Mirza Saqib Baig is an Indian researcher, who specializes in Chronic Inflammation and Cancer Biology. Since 2006, he has published numerous research articles, with the most notable contributions appearing in academic journals such as The Journal of Experimental Biology, Frontiers in Immunology, European Journal of Pharmacology, Scientific Reports, Inflammation Research and Inflammopharmacology. Baig's research trajectory began with a focus on infectious diseases and immune responses, particularly the molecular pathways underlying chronic inflammatory conditions. He later expanded into oncology, elucidating how immune mechanisms influence cancer initiation, progression, and the tumour microenvironment. His current work integrates stem cell biology with immunological principles to unravel the interactions between stem cells, immune signalling networks, and tissue regeneration, with the overarching goal of developing innovative therapeutic strategies for both cancer and infectious diseases.

== Education ==

Baig obtained his Bachelor of Science (B.Sc.) degree in 1999 from the University of Rajasthan (Jaipur, India), followed by a Master of Science (M.Sc.) in Biotechnology in 2001 from Aligarh Muslim University (Aligarh, India).

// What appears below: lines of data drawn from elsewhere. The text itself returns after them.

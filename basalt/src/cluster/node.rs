//! A cluster node together with its connection pool.

use itertools::Itertools;
use std::hash::{Hash, Hasher};
use std::net::SocketAddr;
use std::sync::atomic::{AtomicBool, Ordering};
use std::sync::Arc;
use std::time::Duration;
use tokio::net::lookup_host;
use tracing::warn;
use uuid::Uuid;

use crate::cluster::metadata::PeerEndpoint;
use crate::errors::ConnectionPoolError;
use crate::network::connection::{Connection, VerifiedKeyspaceName};
use crate::network::pool::{HostConnectionPool, PoolConfig};

/// A cluster node as seen by the driver.
///
/// The node is identified by its endpoint; if a node changes its broadcast
/// address it is represented by a fresh instance.
#[derive(Debug)]
pub struct Node {
    /// Address used to connect to the node.
    pub address: SocketAddr,
    /// Unique identifier of the node, if known.
    pub host_id: Option<Uuid>,
    /// Datacenter the node is in, if known.
    pub datacenter: Option<String>,
    /// Rack the node is in, if known.
    pub rack: Option<String>,
    /// Server release version, as reported in `system.local`/`system.peers`.
    pub release_version: Option<String>,

    down_marker: AtomicBool,

    pool: Option<HostConnectionPool>,

    // Unit tests mock Nodes without real pools; this flag lets them count
    // as connected anyway.
    #[cfg(test)]
    enabled_as_connected: AtomicBool,
}

/// The way nodes are usually passed around in driver code.
pub type NodeRef<'a> = &'a Arc<Node>;

impl Node {
    /// Creates a new node which starts opening its connection pool in the
    /// background.
    pub(crate) fn new(
        peer: PeerEndpoint,
        pool_config: &PoolConfig,
        keyspace_name: Option<VerifiedKeyspaceName>,
    ) -> Self {
        let pool = Some(HostConnectionPool::new(
            peer.address,
            pool_config.clone(),
            keyspace_name,
        ));

        Node {
            address: peer.address,
            host_id: peer.host_id,
            datacenter: peer.datacenter,
            rack: peer.rack,
            release_version: peer.release_version,
            down_marker: AtomicBool::new(false),
            pool,
            #[cfg(test)]
            enabled_as_connected: AtomicBool::new(false),
        }
    }

    /// Recreates the node with fresh endpoint attributes, keeping the pool.
    pub(crate) fn inherit_with_refreshed_attributes(node: &Node, peer: PeerEndpoint) -> Self {
        Self {
            address: peer.address,
            host_id: peer.host_id,
            datacenter: peer.datacenter,
            rack: peer.rack,
            release_version: peer.release_version,
            down_marker: AtomicBool::new(node.is_down()),
            pool: node.pool.clone(),
            #[cfg(test)]
            enabled_as_connected: AtomicBool::new(
                node.enabled_as_connected.load(Ordering::SeqCst),
            ),
        }
    }

    pub fn is_down(&self) -> bool {
        self.down_marker.load(Ordering::Relaxed)
    }

    pub fn is_up(&self) -> bool {
        !self.is_down()
    }

    pub(crate) fn change_down_marker(&self, is_down: bool) {
        self.down_marker.store(is_down, Ordering::Relaxed);
    }

    /// True if the driver has any open connection to this node.
    pub fn is_connected(&self) -> bool {
        #[cfg(test)]
        if self.enabled_as_connected.load(Ordering::SeqCst) {
            return true;
        }
        self.pool.as_ref().is_some_and(|pool| pool.is_connected())
    }

    /// Picks the pooled connection with the fewest requests in flight.
    pub(crate) fn connection_for_request(&self) -> Result<Arc<Connection>, ConnectionPoolError> {
        self.get_pool()?.least_loaded_connection()
    }

    pub(crate) fn get_working_connections(
        &self,
    ) -> Result<Vec<Arc<Connection>>, ConnectionPoolError> {
        self.get_pool()?.get_working_connections()
    }

    pub(crate) async fn use_keyspace(
        &self,
        keyspace_name: VerifiedKeyspaceName,
    ) -> Result<(), crate::errors::QueryError> {
        if let Some(pool) = &self.pool {
            pool.use_keyspace(keyspace_name).await?;
        }
        Ok(())
    }

    pub(crate) async fn wait_until_pool_initialized(&self) {
        if let Some(pool) = &self.pool {
            pool.wait_until_initialized().await;
        }
    }

    fn get_pool(&self) -> Result<&HostConnectionPool, ConnectionPoolError> {
        self.pool.as_ref().ok_or(ConnectionPoolError::Closed)
    }
}

impl PartialEq for Node {
    fn eq(&self, other: &Self) -> bool {
        self.address == other.address
    }
}

impl Eq for Node {}

impl Hash for Node {
    fn hash<H: Hasher>(&self, state: &mut H) {
        self.address.hash(state);
    }
}

/// A database node known on session startup.
#[derive(Clone, PartialEq, Eq, PartialOrd, Ord, Debug)]
#[non_exhaustive]
pub enum KnownNode {
    /// A node identified by its hostname, resolved via DNS.
    Hostname(String),
    /// A node identified by its IP address and port.
    Address(SocketAddr),
}

/// Performs a DNS lookup with an optional timeout.
async fn lookup_host_with_timeout(
    host: &str,
    hostname_resolution_timeout: Option<Duration>,
) -> Result<Vec<SocketAddr>, std::io::Error> {
    let lookup = async { lookup_host(host).await.map(|addrs| addrs.collect()) };
    if let Some(timeout) = hostname_resolution_timeout {
        match tokio::time::timeout(timeout, lookup).await {
            Ok(res) => res,
            Err(_) => Err(std::io::Error::new(
                std::io::ErrorKind::TimedOut,
                format!("DNS lookup of {} timed out", host),
            )),
        }
    } else {
        lookup.await
    }
}

// Resolves the given hostname, preferring IPv4 addresses over IPv6 ones.
pub(crate) async fn resolve_hostname(
    hostname: &str,
    hostname_resolution_timeout: Option<Duration>,
) -> Result<SocketAddr, std::io::Error> {
    // `lookup_host` requires a port; if the hostname carries none, retry
    // with the default CQL port appended.
    let addrs = match lookup_host_with_timeout(hostname, hostname_resolution_timeout).await {
        Ok(addrs) => addrs,
        Err(first_err) => {
            let with_port = format!("{}:9042", hostname);
            match lookup_host_with_timeout(&with_port, hostname_resolution_timeout).await {
                Ok(addrs) => addrs,
                Err(_) => return Err(first_err),
            }
        }
    };

    addrs
        .into_iter()
        .find_or_last(|addr| matches!(addr, SocketAddr::V4(_)))
        .ok_or_else(|| {
            std::io::Error::new(
                std::io::ErrorKind::NotFound,
                format!("Empty address list returned by DNS for {}", hostname),
            )
        })
}

/// Resolves the given known nodes into socket addresses, dropping (with a
/// warning) the ones that fail to resolve. Returns the resolved addresses
/// and the list of hostnames that were looked up.
pub(crate) async fn resolve_contact_points(
    known_nodes: &[KnownNode],
    hostname_resolution_timeout: Option<Duration>,
) -> (Vec<SocketAddr>, Vec<String>) {
    let mut contact_points: Vec<SocketAddr> = Vec::with_capacity(known_nodes.len());
    let mut to_resolve: Vec<&String> = Vec::new();
    let mut hostnames: Vec<String> = Vec::new();

    for node in known_nodes.iter() {
        match node {
            KnownNode::Hostname(hostname) => {
                to_resolve.push(hostname);
                hostnames.push(hostname.clone());
            }
            KnownNode::Address(address) => contact_points.push(*address),
        };
    }

    let resolve_futures = to_resolve.into_iter().map(|hostname| async move {
        match resolve_hostname(hostname, hostname_resolution_timeout).await {
            Ok(address) => Some(address),
            Err(e) => {
                warn!("Hostname resolution failed for {}: {}", hostname, &e);
                None
            }
        }
    });
    let resolved: Vec<_> = futures::future::join_all(resolve_futures).await;
    contact_points.extend(resolved.into_iter().flatten());

    (contact_points, hostnames)
}

#[cfg(test)]
pub(crate) mod tests {
    use super::*;

    impl Node {
        pub(crate) fn new_for_test(
            address: SocketAddr,
            datacenter: Option<String>,
            rack: Option<String>,
        ) -> Self {
            Self {
                address,
                host_id: Some(Uuid::new_v4()),
                datacenter,
                rack,
                release_version: None,
                down_marker: AtomicBool::new(false),
                pool: None,
                enabled_as_connected: AtomicBool::new(false),
            }
        }

        pub(crate) fn use_enabled_as_connected(&self) {
            self.enabled_as_connected.store(true, Ordering::SeqCst);
        }
    }

    /// Shorthand used by routing and load-balancing tests: node `id` lives
    /// at 255.255.255.255:`id`.
    pub(crate) fn id_to_invalid_addr(id: u16) -> SocketAddr {
        SocketAddr::from(([255, 255, 255, 255], id))
    }

    pub(crate) fn mock_node(id: u16, dc: Option<&str>, rack: Option<&str>) -> Arc<Node> {
        let node = Node::new_for_test(
            id_to_invalid_addr(id),
            dc.map(ToOwned::to_owned),
            rack.map(ToOwned::to_owned),
        );
        node.use_enabled_as_connected();
        Arc::new(node)
    }
}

He then pursued doctoral studies in Biochemistry at the Central Drug Research Institute (Lucknow, India), earning his Ph.D. in 2008. Subsequently, Baig undertook fellowships in inflammation and cancer research at the Indian Institute of Toxicology Research (Lucknow, India), the University of Illinois at Chicago (Chicago, USA), and the Mayo Clinic (Rochester, USA).

== Career ==

Baig began his research career in 2002 at the Central Drug Research Institute (Lucknow, India), where he pursued his doctoral studies on the infectious disease and anti-leishmanial drug discovery. He earned his Ph.D. in 2008 and subsequently worked at the Indian Institute of Toxicology Research (Lucknow, India) on Molecular Toxicology.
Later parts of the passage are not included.